Malgré ce « décret de clôture » un peu prématuré, le critique des Lundis ne refuserait pas son audience à M. Henry Houssaye, qui vient, après Stendhal, après Charras, après Thiers, après Victor Hugo, après Erckmann-Chatrian, raconter en détail cette lutte où la réalité fut épique. Trop sévère pour ses devanciers — notamment pour le colonel Charras dont j’admire, avec M. Larroumet et beaucoup d’autres, la lumineuse précision, — M. Henry Houssaye ne s’est pas laissé entraîner par le désir naturel de les imiter. Possesseur de documents nouveaux, muni de tous les renseignements que nous offrent les Mémoires et les Souvenirs qui sont récemment sortis des cantines et des sabretaches, M. Houssaye a fait un livre qui est nouveau par le scrupule des informations, et qui excelle par un sincère souci de simplicité. J’attends curieusement ce qu’en dira M. Chuquet dans la Revue critique. Je serais surpris que cet enquêteur, si exactement informé, y découvrît de graves inexactitudes. On sent que l’auteur a tout vérifié, tout contrôlé, depuis les paroles et les écrits des témoins qu’il cite, jusqu’à la couleur des épaulettes tresses, galons, brandebourgs, aiguillettes, retroussis, fourragères et plumets dont il aime à noter, sans emphase, le pittoresque détail.

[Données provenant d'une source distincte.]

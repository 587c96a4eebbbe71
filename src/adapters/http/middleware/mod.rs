//! HTTP middleware for axum.
//!
//! This module contains middleware layers for cross-cutting concerns:
//!
//! - `auth` - Authentication middleware and extractors

pub mod auth;

pub use auth::{auth_middleware, AuthState, OptionalAuth};
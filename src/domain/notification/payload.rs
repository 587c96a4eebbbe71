//! Decoded frame payload handed to client-side handlers.

use serde_json::Value;

/// Frame data after a best-effort JSON parse.
///
/// Parse failures are not errors: the raw text is delivered instead.
#[derive(Debug, Clone, PartialEq)]
pub enum Payload {
    Json(Value),
    Text(String),
}

impl Payload {
    /// Parses `data` as JSON, falling back to the raw text.
    pub fn parse(data: &str) -> Self {
        serde_json::from_str(data)
            .map(Payload::Json)
            .unwrap_or_else(|_| Payload::Text(data.to_string()))
    }

    /// Returns the JSON value, if the data parsed.
    pub fn as_json(&self) -> Option<&Value> {
        match self {
            Payload::Json(value) => Some(value),
            Payload::Text(_) => None,
        }
    }

    /// Returns the raw text, if the data did not parse.
    pub fn as_text(&self) -> Option<&str> {
        match self {
            Payload::Json(_) => None,
            Payload::Text(text) => Some(text),
        }
    }
}
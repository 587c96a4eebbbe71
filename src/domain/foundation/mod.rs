//! Foundation module - Shared domain primitives.
//!
//! Contains value objects, identifiers and error types that form the
//! vocabulary of the notification channel.

mod auth;
mod errors;
mod ids;
mod state_machine;
mod timestamp;

pub use auth::{AuthError, AuthenticatedUser};
pub use errors::ValidationError;
pub use ids::{ConnectionId, UserId};
pub use state_machine::StateMachine;
pub use timestamp::Timestamp;
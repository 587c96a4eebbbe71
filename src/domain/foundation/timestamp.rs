//! Timestamp value object for immutable points in time.

use chrono::{DateTime, SecondsFormat, Utc};
use serde::{Deserialize, Serialize};

/// Immutable point in time, always UTC.
#[derive(Debug, Clone, Copy, PartialEq, Eq, PartialOrd, Ord, Serialize, Deserialize)]
#[serde(transparent)]
pub struct Timestamp(DateTime<Utc>);

impl Timestamp {
    /// Creates a timestamp for the current moment.
    pub fn now() -> Self {
        Self(Utc::now())
    }

    /// Creates a timestamp from a DateTime<Utc>.
    pub fn from_datetime(dt: DateTime<Utc>) -> Self {
        Self(dt)
    }

    /// Returns the inner DateTime.
    pub fn as_datetime(&self) -> &DateTime<Utc> {
        &self.0
    }

    /// Checks if this timestamp is before another.
    pub fn is_before(&self, other: &Timestamp) -> bool {
        self.0 < other.0
    }

    /// Formats as RFC 3339 with millisecond precision and a `Z` suffix,
    /// the form used in wire payloads.
    pub fn to_rfc3339(&self) -> String {
        self.0.to_rfc3339_opts(SecondsFormat::Millis, true)
    }
}

impl Default for Timestamp {
    fn default() -> Self {
        Self::now()
    }
}
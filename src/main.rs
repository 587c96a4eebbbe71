//! notification-relay server binary.
//!
//! Serves the SSE endpoints, runs the heartbeat task and, when
//! `channel.url` is configured, keeps a reconnecting subscription to an
//! upstream relay whose frames are logged.

use std::error::Error;
use std::sync::Arc;

use tokio::net::TcpListener;
use tokio::sync::watch;
use tracing_subscriber::EnvFilter;

use notification_relay::adapters::auth::StaticSessionValidator;
use notification_relay::adapters::http::{build_router, NotificationAppState};
use notification_relay::adapters::sse::{
    spawn_heartbeat, ConnectionRegistry, HeartbeatConfig, RegistryConfig,
};
use notification_relay::application::{ChannelCallbacks, ChannelOptions, ChannelSubscription};
use notification_relay::config::{AppConfig, ChannelConfig};

#[tokio::main]
async fn main() -> Result<(), Box<dyn Error>> {
    let config = AppConfig::load_validated()?;
    init_tracing(&config);

    tracing::info!(
        environment = ?config.server.environment,
        "notification-relay v{} starting",
        env!("CARGO_PKG_VERSION")
    );

    let registry = ConnectionRegistry::new_shared(RegistryConfig {
        sink_capacity: config.stream.sink_capacity,
        retry_hint_ms: config.stream.retry_hint(),
    });

    let validator = StaticSessionValidator::from_entries(config.auth.static_token_entries())?;
    if validator.token_count() > 0 {
        tracing::warn!(
            tokens = validator.token_count(),
            "Static session tokens are enabled; do not use in production"
        );
    }

    let (shutdown_tx, shutdown_rx) = watch::channel(false);
    let heartbeat = spawn_heartbeat(
        Arc::clone(&registry),
        HeartbeatConfig::default().with_interval(config.stream.heartbeat_interval()),
        shutdown_rx,
    );

    let upstream = config
        .channel
        .url
        .as_deref()
        .map(|url| spawn_upstream(url, &config.channel))
        .transpose()?;

    let app = build_router(
        NotificationAppState::new(Arc::clone(&registry)),
        Arc::new(validator),
        &config.server,
    );

    let addr = config.server.socket_addr()?;
    let listener = TcpListener::bind(addr).await?;
    tracing::info!(%addr, "Listening");

    let closing = Arc::clone(&registry);
    let served = axum::serve(listener, app)
        .with_graceful_shutdown(async move {
            shutdown_signal().await;
            // Open streams never finish on their own.
            closing.close_all();
        })
        .await;

    let _ = shutdown_tx.send(true);
    if let Err(e) = heartbeat.await {
        tracing::warn!(error = %e, "Heartbeat task ended abnormally");
    }
    if let Some(subscription) = upstream {
        subscription.shutdown().await;
    }

    tracing::info!("Shutdown complete");
    served.map_err(Into::into)
}

fn init_tracing(config: &AppConfig) {
    let filter = EnvFilter::try_from_default_env()
        .or_else(|_| EnvFilter::try_new(&config.server.log_level))
        .unwrap_or_else(|_| EnvFilter::new("info"));

    if config.is_production() {
        tracing_subscriber::fmt().json().with_env_filter(filter).init();
    } else {
        tracing_subscriber::fmt().pretty().with_env_filter(filter).init();
    }
}

fn spawn_upstream(
    url: &str,
    channel: &ChannelConfig,
) -> Result<ChannelSubscription, Box<dyn Error>> {
    let callbacks = ChannelCallbacks::new()
        .on_open(|| tracing::info!("Upstream channel open"))
        .on_message(|frame| {
            tracing::debug!(
                event = frame.event_type(),
                id = ?frame.id,
                bytes = frame.data.len(),
                "Upstream frame"
            )
        })
        .on_error(|error| tracing::warn!(error = %error, "Upstream channel error"))
        .on_reconnect(|attempt| tracing::info!(attempt, "Reconnecting to upstream"));

    let subscription =
        ChannelSubscription::spawn(ChannelOptions::from_config(url, channel), callbacks);
    subscription.connect()?;
    Ok(subscription)
}

async fn shutdown_signal() {
    let ctrl_c = async {
        if let Err(e) = tokio::signal::ctrl_c().await {
            tracing::error!(error = %e, "Failed to listen for Ctrl+C");
            std::future::pending::<()>().await;
        }
    };

    #[cfg(unix)]
    let terminate = async {
        match tokio::signal::unix::signal(tokio::signal::unix::SignalKind::terminate()) {
            Ok(mut signal) => {
                signal.recv().await;
            }
            Err(e) => {
                tracing::error!(error = %e, "Failed to install SIGTERM handler");
                std::future::pending::<()>().await;
            }
        }
    };

    #[cfg(not(unix))]
    let terminate = std::future::pending::<()>();

    tokio::select! {
        _ = ctrl_c => {},
        _ = terminate => {},
    }

    tracing::info!("Shutdown signal received");
}
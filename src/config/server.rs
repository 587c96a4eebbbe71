//! Server configuration

use serde::Deserialize;
use std::net::SocketAddr;
use std::time::Duration;

use super::error::ValidationError;

/// Server configuration
#[derive(Debug, Clone, Deserialize)]
pub struct ServerConfig {
    /// Host address to bind to
    #[serde(default = "default_host")]
    pub host: String,

    /// Port to listen on
    #[serde(default = "default_port")]
    pub port: u16,

    /// Environment name
    #[serde(default = "default_environment")]
    pub environment: Environment,

    /// Rust log filter directive
    #[serde(default = "default_log_level")]
    pub log_level: String,

    /// Request timeout in seconds
    #[serde(default = "default_request_timeout")]
    pub request_timeout_secs: u64,

    /// CORS allowed origins (comma-separated)
    pub cors_origins: Option<String>,
}

/// Application environment
#[derive(Debug, Clone, Deserialize, PartialEq, Eq, Default)]
#[serde(rename_all = "lowercase")]
pub enum Environment {
    #[default]
    Development,
    Staging,
    Production,
}

impl ServerConfig {
    /// Get the socket address to bind to
    pub fn socket_addr(&self) -> Result<SocketAddr, ValidationError> {
        format!("{}:{}", self.host, self.port)
            .parse()
            .map_err(|_| ValidationError::InvalidBindAddress(self.host.clone()))
    }

    /// Check if running in production
    pub fn is_production(&self) -> bool {
        self.environment == Environment::Production
    }

    /// Get CORS origins as a vector
    pub fn cors_origins_list(&self) -> Vec<String> {
        self.cors_origins
            .as_ref()
            .map(|s| {
                s.split(',')
                    .map(str::trim)
                    .filter(|s| !s.is_empty())
                    .map(str::to_string)
                    .collect()
            })
            .unwrap_or_default()
    }

    /// Request timeout as a duration
    pub fn request_timeout(&self) -> Duration {
        Duration::from_secs(self.request_timeout_secs)
    }

    /// Validate server configuration
    pub fn validate(&self) -> Result<(), ValidationError> {
        if self.port == 0 {
            return Err(ValidationError::InvalidPort);
        }
        if self.request_timeout_secs == 0 || self.request_timeout_secs > 300 {
            return Err(ValidationError::InvalidTimeout);
        }
        self.socket_addr()?;
        Ok(())
    }
}

impl Default for ServerConfig {
    fn default() -> Self {
        Self {
            host: default_host(),
            port: default_port(),
            environment: default_environment(),
            log_level: default_log_level(),
            request_timeout_secs: default_request_timeout(),
            cors_origins: None,
        }
    }
}

fn default_host() -> String {
    "0.0.0.0".to_string()
}

fn default_port() -> u16 {
    8080
}

fn default_environment() -> Environment {
    Environment::Development
}

fn default_log_level() -> String {
    "info,notification_relay=debug,tower_http=debug".to_string()
}

fn default_request_timeout() -> u64 {
    30
}
//! ChannelSubscription - runs a `ChannelController` on its own task.
//!
//! Every input (caller commands, transport signals, timer fires) goes
//! through one unbounded queue and is applied in arrival order, so the
//! controller never sees two calls at once. Signals from a closed transport
//! or a cancelled timer carry an old generation and are dropped here.
//!
//! ```text
//! handle ──Command──┐
//! HttpEventSource ──┼──▶ queue ──▶ driver task ──▶ ChannelController
//! TokioRetryTimer ──┘
//! ```

use thiserror::Error;
use tokio::sync::{mpsc, oneshot};
use tokio::task::JoinHandle;

use crate::adapters::event_source::{HttpEventSource, RetryElapsed, SourceEvent, TokioRetryTimer};

use super::controller::{
    ChannelCallbacks, ChannelController, ChannelOptions, ChannelStatus, EventHandler,
    ListenerHandle,
};

/// Errors from talking to a subscription.
#[derive(Debug, Clone, PartialEq, Eq, Error)]
pub enum SubscriptionError {
    /// The driver task has stopped (shut down or panicked).
    #[error("Subscription task is no longer running")]
    Stopped,
}

enum Command {
    Connect,
    Disconnect,
    AddListener {
        event_type: String,
        handler: EventHandler,
        reply: oneshot::Sender<ListenerHandle>,
    },
    RemoveListener {
        handle: ListenerHandle,
        reply: oneshot::Sender<bool>,
    },
    Status {
        reply: oneshot::Sender<ChannelStatus>,
    },
    Shutdown,
}

/// Item on the driver queue.
enum DriverInput {
    Command(Command),
    Transport(SourceEvent),
    Timer(RetryElapsed),
}

impl From<SourceEvent> for DriverInput {
    fn from(event: SourceEvent) -> Self {
        DriverInput::Transport(event)
    }
}

impl From<RetryElapsed> for DriverInput {
    fn from(elapsed: RetryElapsed) -> Self {
        DriverInput::Timer(elapsed)
    }
}

type Controller = ChannelController<HttpEventSource<DriverInput>, TokioRetryTimer<DriverInput>>;

/// Handle to a reconnecting subscription running on the tokio runtime.
///
/// Dropping the handle shuts the subscription down.
pub struct ChannelSubscription {
    inputs: mpsc::UnboundedSender<DriverInput>,
    task: Option<JoinHandle<()>>,
}

impl ChannelSubscription {
    /// Spawns the driver task with a fresh reqwest client. Does not connect.
    pub fn spawn(options: ChannelOptions, callbacks: ChannelCallbacks) -> Self {
        Self::spawn_with_client(reqwest::Client::new(), options, callbacks)
    }

    /// Spawns the driver task using `client` for every request.
    pub fn spawn_with_client(
        client: reqwest::Client,
        options: ChannelOptions,
        callbacks: ChannelCallbacks,
    ) -> Self {
        let (inputs, queue) = mpsc::unbounded_channel();
        let transport = HttpEventSource::new(client, inputs.clone());
        let timer = TokioRetryTimer::new(inputs.clone());
        let controller = ChannelController::with_callbacks(transport, timer, options, callbacks);

        let task = tokio::spawn(drive(controller, queue));
        Self {
            inputs,
            task: Some(task),
        }
    }

    /// Starts connecting. No-op while connecting or connected.
    pub fn connect(&self) -> Result<(), SubscriptionError> {
        self.send(Command::Connect)
    }

    /// Stops the stream and any pending reconnect.
    pub fn disconnect(&self) -> Result<(), SubscriptionError> {
        self.send(Command::Disconnect)
    }

    /// Registers a handler for `event_type` frames.
    pub async fn add_event_listener(
        &self,
        event_type: impl Into<String>,
        handler: EventHandler,
    ) -> Result<ListenerHandle, SubscriptionError> {
        let (reply, response) = oneshot::channel();
        self.send(Command::AddListener {
            event_type: event_type.into(),
            handler,
            reply,
        })?;
        response.await.map_err(|_| SubscriptionError::Stopped)
    }

    /// Removes one handler; false if it was already gone.
    pub async fn remove_event_listener(
        &self,
        handle: ListenerHandle,
    ) -> Result<bool, SubscriptionError> {
        let (reply, response) = oneshot::channel();
        self.send(Command::RemoveListener { handle, reply })?;
        response.await.map_err(|_| SubscriptionError::Stopped)
    }

    /// Current state, retry count and status message.
    pub async fn status(&self) -> Result<ChannelStatus, SubscriptionError> {
        let (reply, response) = oneshot::channel();
        self.send(Command::Status { reply })?;
        response.await.map_err(|_| SubscriptionError::Stopped)
    }

    /// Disconnects and waits for the driver task to finish.
    pub async fn shutdown(mut self) {
        let _ = self.inputs.send(DriverInput::Command(Command::Shutdown));
        if let Some(task) = self.task.take() {
            if let Err(e) = task.await {
                tracing::warn!(error = %e, "Subscription task ended abnormally");
            }
        }
    }

    fn send(&self, command: Command) -> Result<(), SubscriptionError> {
        self.inputs
            .send(DriverInput::Command(command))
            .map_err(|_| SubscriptionError::Stopped)
    }
}

impl Drop for ChannelSubscription {
    fn drop(&mut self) {
        if self.task.is_some() {
            let _ = self.inputs.send(DriverInput::Command(Command::Shutdown));
        }
    }
}

async fn drive(mut controller: Controller, mut queue: mpsc::UnboundedReceiver<DriverInput>) {
    while let Some(input) = queue.recv().await {
        match input {
            DriverInput::Command(command) => match command {
                Command::Connect => controller.connect(),
                Command::Disconnect => controller.disconnect(),
                Command::AddListener {
                    event_type,
                    handler,
                    reply,
                } => {
                    let handle = controller.add_event_listener(event_type, handler);
                    let _ = reply.send(handle);
                }
                Command::RemoveListener { handle, reply } => {
                    let _ = reply.send(controller.remove_event_listener(&handle));
                }
                Command::Status { reply } => {
                    let _ = reply.send(controller.status());
                }
                Command::Shutdown => break,
            },
            DriverInput::Transport(event) => {
                if controller.transport().is_current(event.generation) {
                    controller.handle_signal(event.signal);
                } else {
                    tracing::trace!(generation = event.generation, "Dropping stale transport signal");
                }
            }
            DriverInput::Timer(elapsed) => {
                if controller.timer().is_current(elapsed.generation) {
                    controller.on_retry_elapsed();
                } else {
                    tracing::trace!(generation = elapsed.generation, "Dropping stale retry timer");
                }
            }
        }
    }

    controller.disconnect();
    tracing::debug!("Subscription stopped");
}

Je ne le suivrai pas dans ses considérations stratégiques ou tactiques. On dissertera longtemps encore à propos du plan de Napoléon et du cas de Grouchy. Sur l’ensemble des événements passés, à mesure qu’ils reculent dans l’histoire, la liberté d’hypothèse est illimitée. Que serait-il advenu si l’Empereur, au lieu de Soult, avait choisi pour major général le comte Belliard ou Bailly de Monthione ? Je n’en sais rien. Lorsqu’une entreprise échoue, c’est toujours la faute de quelqu’un. Que le comte d’Erlon ait mal compris les ordres de son chef, que le maréchal Ney, avant les belles inspirations de la fin, ait montré de la lenteur et de l’incertitude, c’est possible, et je n’y contredis pas. Mais j’aime mieux insister sur l’art avec lequel l’historien a su, en accumulant des parcelles de vérité, nous procurer la vision des personnages et des multitudes que cette tragédie a mis en mouvement. Il arrive au relief par la justesse et à la couleur par la netteté.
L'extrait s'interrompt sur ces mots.